> [TASK DIRECTIONS]
Pull out every line with the word "when" from the entries below.

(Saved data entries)

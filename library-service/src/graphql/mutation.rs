use async_graphql::{Context, ErrorExtensions, Object, Result};

use crate::{
    author::edit_author_command::EditAuthorCommandInput,
    book::add_book_command::AddBookCommandInput,
    graphql::{
        ServiceDeps, current_user,
        types::{Author, Book, Token, User},
    },
    user::{create_user_command::CreateUserCommandInput, login_command::LoginCommandInput},
};

pub struct MutationRoot;

#[Object]
impl MutationRoot {
    /// Adds a book, creating its author on first reference.
    ///
    /// Requires an authenticated identity.
    async fn add_book(
        &self,
        ctx: &Context<'_>,
        title: String,
        published: i32,
        author: String,
        #[graphql(default)] genres: Vec<String>,
    ) -> Result<Book> {
        let deps = ctx.data::<ServiceDeps>()?;
        let book = deps
            .add_book_command
            .execute(
                current_user(ctx),
                AddBookCommandInput {
                    title: &title,
                    published,
                    author: &author,
                    genres,
                },
            )
            .await
            .map_err(|err| err.extend())?;
        Ok(book.into())
    }

    /// Sets the birth year of the named author.
    ///
    /// Requires an authenticated identity. Returns null when no author has
    /// that name.
    async fn edit_author(
        &self,
        ctx: &Context<'_>,
        name: String,
        set_to_born: i32,
    ) -> Result<Option<Author>> {
        let deps = ctx.data::<ServiceDeps>()?;
        let author = deps
            .edit_author_command
            .execute(
                current_user(ctx),
                EditAuthorCommandInput {
                    name: &name,
                    set_to_born,
                },
            )
            .await
            .map_err(|err| err.extend())?;
        Ok(author.map(Author::from))
    }

    /// Registers a new user.
    async fn create_user(
        &self,
        ctx: &Context<'_>,
        username: String,
        password: String,
        favorite_genre: Option<String>,
    ) -> Result<User> {
        let deps = ctx.data::<ServiceDeps>()?;
        let user = deps
            .create_user_command
            .execute(CreateUserCommandInput {
                username: &username,
                password: &password,
                favorite_genre: favorite_genre.as_deref(),
            })
            .await
            .map_err(|err| err.extend())?;
        Ok(user.into())
    }

    /// Exchanges credentials for a signed access token.
    ///
    /// Returns null for both unknown usernames and wrong passwords.
    async fn login(
        &self,
        ctx: &Context<'_>,
        username: String,
        password: String,
    ) -> Result<Option<Token>> {
        let deps = ctx.data::<ServiceDeps>()?;
        let token = deps
            .login_command
            .execute(LoginCommandInput {
                username: &username,
                password: &password,
            })
            .await
            .map_err(|err| err.extend())?;
        Ok(token.map(|value| Token { value }))
    }
}
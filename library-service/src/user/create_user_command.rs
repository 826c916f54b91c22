use std::{
    fmt::{self, Debug, Formatter},
    time::Duration,
};

use library_common::auth::password;
use ulid::Ulid;

use crate::{
    error::{AppError, AppResult},
    store,
    user::repository::{UserRecord, UserRepositoryArc},
};

#[derive(Debug, Clone)]
pub struct CreateUserCommand {
    user_repository: UserRepositoryArc,
    store_timeout: Duration,
}

#[derive(Clone)]
pub struct CreateUserCommandInput<'a> {
    pub username: &'a str,
    pub password: &'a str,
    pub favorite_genre: Option<&'a str>,
}

impl Debug for CreateUserCommandInput<'_> {
    // Keeps the plaintext password out of logs and span fields.
    fn fmt(&self, f: &mut Formatter<'_>) -> fmt::Result {
        f.debug_struct("CreateUserCommandInput")
            .field("username", &self.username)
            .field("password", &"<redacted>")
            .field("favorite_genre", &self.favorite_genre)
            .finish()
    }
}

impl CreateUserCommand {
    pub fn new(user_repository: UserRepositoryArc, store_timeout: Duration) -> Self {
        CreateUserCommand {
            user_repository,
            store_timeout,
        }
    }

    /// Registers a new user.
    ///
    /// The password is hashed before persistence; the plaintext is never
    /// stored or returned. Registration needs no authenticated identity.
    #[tracing::instrument(skip(self))]
    pub async fn execute(&self, input: CreateUserCommandInput<'_>) -> AppResult<UserRecord> {
        let password_hash = password::hash(input.password)?;

        let record = UserRecord {
            id: Ulid::new().to_string(),
            username: input.username.to_string(),
            password_hash,
            favorite_genre: input.favorite_genre.map(ToString::to_string),
        };
        store::with_deadline(self.store_timeout, self.user_repository.insert(record.clone()))
            .await
            .map_err(|err| err.into_validation("username", input.username))?;

        Ok(record)
    }
}
//! Error type for `marketledger-store-sqlite`.

use marketledger_core::ValidationError;
use thiserror::Error;

#[derive(Debug, Error)]
pub enum Error {
  #[error("core error: {0}")]
  Core(#[from] marketledger_core::Error),

  #[error("database error: {0}")]
  Database(#[from] tokio_rusqlite::Error),

  #[error("json error: {0}")]
  Json(#[from] serde_json::Error),

  #[error("date/time parse error: {0}")]
  DateParse(String),

  #[error("corrupt row: {0}")]
  Decode(String),

  #[error("market not found: {0}")]
  MarketNotFound(i64),

  /// `cancels_operation_id` names no operation of the same market. The
  /// source is the field-level failure callers report.
  #[error("cancelled operation not found in market: {operation_id}")]
  CancelledOperationNotFound {
    operation_id: i64,
    #[source]
    source:       ValidationError,
  },
}

impl Error {
  pub(crate) fn cancelled_not_found(operation_id: i64, market_id: i64) -> Self {
    Self::CancelledOperationNotFound {
      operation_id,
      source: ValidationError::new(
        "cancels_operation_id",
        format!("operation {operation_id} does not exist in market {market_id}"),
      ),
    }
  }

  /// The validation failure behind this error, if it is one.
  pub fn as_validation(&self) -> Option<&ValidationError> {
    match self {
      Self::Core(e) => e.as_validation(),
      Self::CancelledOperationNotFound { source, .. } => Some(source),
      _ => None,
    }
  }
}

pub type Result<T, E = Error> = std::result::Result<T, E>;
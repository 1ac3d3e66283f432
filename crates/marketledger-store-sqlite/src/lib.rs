//! SQLite backend for the market operations ledger.
//!
//! Wraps [`tokio_rusqlite`] so all database access runs on a dedicated thread
//! without blocking the async runtime.

mod encode;
mod schema;
mod store;

pub mod error;

pub use error::{Error, Result};
pub use store::SqliteStore;
//! JSON REST API for the market ledger.
//!
//! Exposes an axum [`Router`] backed by any
//! [`marketledger_core::store::LedgerStore`]. Auth, TLS, and transport
//! concerns are the caller's responsibility; the acting user is taken from
//! the `X-Actor-Id` header when present.
//!
//! # Mounting
//!
//! ```rust,ignore
//! .nest("/api", marketledger_api::api_router(store.clone(), resolver))
//! ```

pub mod error;
pub mod ledger;
pub mod markets;
pub mod operations;


use std::sync::Arc;

use axum::{
  Router,
  routing::{get, post, put},
};
use marketledger_core::{period::PeriodResolver, store::LedgerStore};

pub use error::ApiError;

/// Shared handler state: the backend plus the resolver used for request-time
/// period defaults.
pub struct AppState<S> {
  pub store:    Arc<S>,
  pub resolver: PeriodResolver,
}

impl<S> Clone for AppState<S> {
  fn clone(&self) -> Self {
    Self { store: Arc::clone(&self.store), resolver: self.resolver }
  }
}

/// Build a fully-materialised API router for `store`.
///
/// The returned `Router<()>` can be nested into any parent router regardless
/// of its own state type.
pub fn api_router<S>(store: Arc<S>, resolver: PeriodResolver) -> Router<()>
where
  S: LedgerStore + 'static,
{
  Router::new()
    // Markets
    .route("/markets", get(markets::list::<S>).post(markets::create::<S>))
    .route("/markets/{id}", get(markets::get_one::<S>))
    .route("/markets/{id}/timezone", put(markets::set_timezone::<S>))
    .route("/markets/{id}/periods", get(ledger::periods::<S>))
    // Operations
    .route(
      "/markets/{id}/operations",
      get(operations::list::<S>).post(operations::create::<S>),
    )
    .route("/operations/{id}", get(operations::get_one::<S>))
    // Read model
    .route(
      "/markets/{id}/spaces/{space_id}/state",
      get(ledger::space_state::<S>),
    )
    .route(
      "/markets/{id}/totals/electricity",
      get(ledger::electricity_totals::<S>),
    )
    .route(
      "/markets/{id}/totals/adjustments",
      get(ledger::adjustment_totals::<S>),
    )
    .route("/markets/{id}/accruals", post(ledger::create_accrual::<S>))
    .with_state(AppState { store, resolver })
}
//! Encoding and decoding helpers between Rust domain types and the plain-text
//! representations stored in SQLite columns.
//!
//! Instants are stored as fixed-width RFC 3339 UTC strings with microsecond
//! precision, so lexical order in SQL equals chronological order. Calendar
//! dates are `YYYY-MM-DD`. Payloads are compact JSON objects.

use chrono::{DateTime, NaiveDate, SecondsFormat, Utc};
use marketledger_core::{
  market::Market,
  operation::{EntityRef, Operation, OperationPayload, OperationType},
  state::FactRow,
};
use serde_json::{Map, Value};

use crate::{Error, Result};

// ─── DateTime<Utc> ───────────────────────────────────────────────────────────

pub fn encode_dt(dt: DateTime<Utc>) -> String {
  dt.to_rfc3339_opts(SecondsFormat::Micros, true)
}

pub fn decode_dt(s: &str) -> Result<DateTime<Utc>> {
  DateTime::parse_from_rfc3339(s)
    .map(|dt| dt.with_timezone(&Utc))
    .map_err(|e| Error::DateParse(format!("{s:?}: {e}")))
}

// ─── NaiveDate ───────────────────────────────────────────────────────────────

pub fn encode_date(d: NaiveDate) -> String { d.format("%Y-%m-%d").to_string() }

pub fn decode_date(s: &str) -> Result<NaiveDate> {
  NaiveDate::parse_from_str(s, "%Y-%m-%d")
    .map_err(|e| Error::DateParse(format!("{s:?}: {e}")))
}

// ─── OperationType ───────────────────────────────────────────────────────────

pub fn decode_operation_type(s: &str) -> Result<OperationType> {
  s.parse()
    .map_err(|_| Error::Decode(format!("unknown operation type: {s:?}")))
}

// ─── Entity ──────────────────────────────────────────────────────────────────

pub fn encode_entity(e: Option<EntityRef>) -> (Option<&'static str>, Option<i64>) {
  match e {
    Some(e) => (Some(e.entity_type()), Some(e.entity_id())),
    None => (None, None),
  }
}

pub fn decode_entity(
  entity_type: Option<&str>,
  entity_id: Option<i64>,
) -> Result<Option<EntityRef>> {
  match (entity_type, entity_id) {
    (Some(t), Some(id)) => Ok(Some(EntityRef::from_parts(t, id)?)),
    _ => Ok(None),
  }
}

// ─── Payload ─────────────────────────────────────────────────────────────────

pub fn encode_payload(p: &OperationPayload) -> Result<String> {
  Ok(Value::Object(p.to_json()?).to_string())
}

/// Parse a stored payload without validating its shape. Anything that is not
/// a JSON object reads as empty.
pub fn decode_payload_lenient(s: &str) -> Map<String, Value> {
  match serde_json::from_str::<Value>(s) {
    Ok(Value::Object(m)) => m,
    _ => Map::new(),
  }
}

// ─── Row types ───────────────────────────────────────────────────────────────

/// Column list matching [`RawOperation`]'s field order.
pub const OPERATION_COLUMNS: &str = "operation_id, market_id, entity_type, \
  entity_id, operation_type, effective_at, effective_tz, effective_month, \
  status, payload_json, comment, created_by, cancels_operation_id, recorded_at";

/// Raw values read directly from an `operations` row.
pub struct RawOperation {
  pub operation_id:         i64,
  pub market_id:            i64,
  pub entity_type:          Option<String>,
  pub entity_id:            Option<i64>,
  pub operation_type:       String,
  pub effective_at:         String,
  pub effective_tz:         String,
  pub effective_month:      String,
  pub status:               String,
  pub payload_json:         String,
  pub comment:              Option<String>,
  pub created_by:           Option<i64>,
  pub cancels_operation_id: Option<i64>,
  pub recorded_at:          String,
}

impl RawOperation {
  pub fn from_row(row: &rusqlite::Row<'_>) -> rusqlite::Result<Self> {
    Ok(Self {
      operation_id:         row.get(0)?,
      market_id:            row.get(1)?,
      entity_type:          row.get(2)?,
      entity_id:            row.get(3)?,
      operation_type:       row.get(4)?,
      effective_at:         row.get(5)?,
      effective_tz:         row.get(6)?,
      effective_month:      row.get(7)?,
      status:               row.get(8)?,
      payload_json:         row.get(9)?,
      comment:              row.get(10)?,
      created_by:           row.get(11)?,
      cancels_operation_id: row.get(12)?,
      recorded_at:          row.get(13)?,
    })
  }

  pub fn into_operation(self) -> Result<Operation> {
    let kind = decode_operation_type(&self.operation_type)?;
    let payload_value: Value = serde_json::from_str(&self.payload_json)?;
    let payload = OperationPayload::from_parts(kind, payload_value)?;

    Ok(Operation {
      operation_id: self.operation_id,
      market_id: self.market_id,
      entity: decode_entity(self.entity_type.as_deref(), self.entity_id)?,
      payload,
      effective_at: decode_dt(&self.effective_at)?,
      effective_tz: self.effective_tz,
      effective_month: decode_date(&self.effective_month)?,
      status: self.status.into(),
      comment: self.comment,
      created_by: self.created_by,
      cancels_operation_id: self.cancels_operation_id,
      recorded_at: decode_dt(&self.recorded_at)?,
    })
  }
}

/// Column list matching [`RawFactRow`]'s field order.
pub const FACT_ROW_COLUMNS: &str =
  "operation_id, entity_type, entity_id, effective_at, payload_json";

/// The subset of an `operations` row the read model folds over.
pub struct RawFactRow {
  pub operation_id: i64,
  pub entity_type:  Option<String>,
  pub entity_id:    Option<i64>,
  pub effective_at: String,
  pub payload_json: String,
}

impl RawFactRow {
  pub fn from_row(row: &rusqlite::Row<'_>) -> rusqlite::Result<Self> {
    Ok(Self {
      operation_id: row.get(0)?,
      entity_type:  row.get(1)?,
      entity_id:    row.get(2)?,
      effective_at: row.get(3)?,
      payload_json: row.get(4)?,
    })
  }

  /// Unknown entity kinds read as "no entity" here: the row may still carry
  /// a usable `market_space_id` in its payload.
  pub fn into_fact_row(self) -> Result<FactRow> {
    let entity =
      decode_entity(self.entity_type.as_deref(), self.entity_id).unwrap_or(None);
    Ok(FactRow {
      operation_id: self.operation_id,
      entity,
      effective_at: decode_dt(&self.effective_at)?,
      payload: decode_payload_lenient(&self.payload_json),
    })
  }
}

/// Raw values read directly from a `markets` row.
pub struct RawMarket {
  pub market_id:  i64,
  pub name:       String,
  pub timezone:   String,
  pub created_at: String,
}

impl RawMarket {
  pub fn from_row(row: &rusqlite::Row<'_>) -> rusqlite::Result<Self> {
    Ok(Self {
      market_id:  row.get(0)?,
      name:       row.get(1)?,
      timezone:   row.get(2)?,
      created_at: row.get(3)?,
    })
  }

  pub fn into_market(self) -> Result<Market> {
    Ok(Market {
      market_id:  self.market_id,
      name:       self.name,
      timezone:   self.timezone,
      created_at: decode_dt(&self.created_at)?,
    })
  }
}

#[cfg(test)]
mod tests {
  use chrono::TimeZone;

  use super::*;

  #[test]
  fn encoded_instants_sort_chronologically() {
    let a = Utc.with_ymd_and_hms(2026, 1, 5, 9, 0, 0).unwrap();
    let b = a + chrono::Duration::microseconds(1);
    let c = Utc.with_ymd_and_hms(2026, 1, 5, 10, 0, 0).unwrap();
    let (ea, eb, ec) = (encode_dt(a), encode_dt(b), encode_dt(c));
    assert_eq!(ea.len(), eb.len());
    assert!(ea < eb && eb < ec);
    assert_eq!(decode_dt(&eb).unwrap(), b);
  }

  #[test]
  fn lenient_payload_tolerates_garbage() {
    assert!(decode_payload_lenient("not json").is_empty());
    assert!(decode_payload_lenient("[1,2]").is_empty());
    assert_eq!(decode_payload_lenient(r#"{"amount":1}"#).len(), 1);
  }
}
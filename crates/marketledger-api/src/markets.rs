//! Handlers for `/markets` endpoints.
//!
//! | Method | Path | Notes |
//! |--------|------|-------|
//! | `GET`  | `/markets` | All markets, oldest first |
//! | `POST` | `/markets` | Body: `{"name":"...","timezone":"Europe/Moscow"}` |
//! | `GET`  | `/markets/:id` | 404 if not found |
//! | `PUT`  | `/markets/:id/timezone` | Body: `{"timezone":"..."}` |

use axum::{
  Json,
  extract::{Path, State},
  http::StatusCode,
  response::IntoResponse,
};
use chrono_tz::Tz;
use marketledger_core::{
  market::{Market, NewMarket},
  store::LedgerStore,
};
use serde::Deserialize;

use crate::{AppState, error::ApiError};

/// Reject timezone names that do not parse. Stored markets may still carry
/// one (older rows, manual edits); reads fall back to the default then.
fn check_timezone(name: &str) -> Result<String, ApiError> {
  let name = name.trim();
  name
    .parse::<Tz>()
    .map(|_| name.to_owned())
    .map_err(|_| ApiError::validation("timezone", "must be an IANA timezone name"))
}

// ─── List ─────────────────────────────────────────────────────────────────────

/// `GET /markets`
pub async fn list<S: LedgerStore>(
  State(state): State<AppState<S>>,
) -> Result<Json<Vec<Market>>, ApiError> {
  let markets = state.store.list_markets().await.map_err(ApiError::from_store)?;
  Ok(Json(markets))
}

// ─── Create ───────────────────────────────────────────────────────────────────

/// `POST /markets`: returns 201 + the stored [`Market`].
pub async fn create<S: LedgerStore>(
  State(state): State<AppState<S>>,
  Json(body): Json<NewMarket>,
) -> Result<impl IntoResponse, ApiError> {
  let name = body.name.trim().to_owned();
  if name.is_empty() {
    return Err(ApiError::validation("name", "is required"));
  }
  let timezone = check_timezone(&body.timezone)?;

  let market = state
    .store
    .add_market(NewMarket { name, timezone })
    .await
    .map_err(ApiError::from_store)?;
  Ok((StatusCode::CREATED, Json(market)))
}

// ─── Get one ──────────────────────────────────────────────────────────────────

/// `GET /markets/:id`
pub async fn get_one<S: LedgerStore>(
  State(state): State<AppState<S>>,
  Path(id): Path<i64>,
) -> Result<Json<Market>, ApiError> {
  let market = state
    .store
    .get_market(id)
    .await
    .map_err(ApiError::from_store)?
    .ok_or_else(|| ApiError::NotFound(format!("market {id} not found")))?;
  Ok(Json(market))
}

// ─── Timezone ─────────────────────────────────────────────────────────────────

#[derive(Debug, Deserialize)]
pub struct TimezoneBody {
  pub timezone: String,
}

/// `PUT /markets/:id/timezone`
///
/// Operations already recorded keep the timezone and month they were stamped
/// with.
pub async fn set_timezone<S: LedgerStore>(
  State(state): State<AppState<S>>,
  Path(id): Path<i64>,
  Json(body): Json<TimezoneBody>,
) -> Result<Json<Market>, ApiError> {
  let timezone = check_timezone(&body.timezone)?;

  if state.store.get_market(id).await.map_err(ApiError::from_store)?.is_none() {
    return Err(ApiError::NotFound(format!("market {id} not found")));
  }
  let market = state
    .store
    .set_market_timezone(id, timezone)
    .await
    .map_err(ApiError::from_store)?;
  Ok(Json(market))
}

> [WRITTEN ANSWER]
    /// Requires an authenticated identity. Returns null when no author has
//! the `X-Actor-Id` header when present.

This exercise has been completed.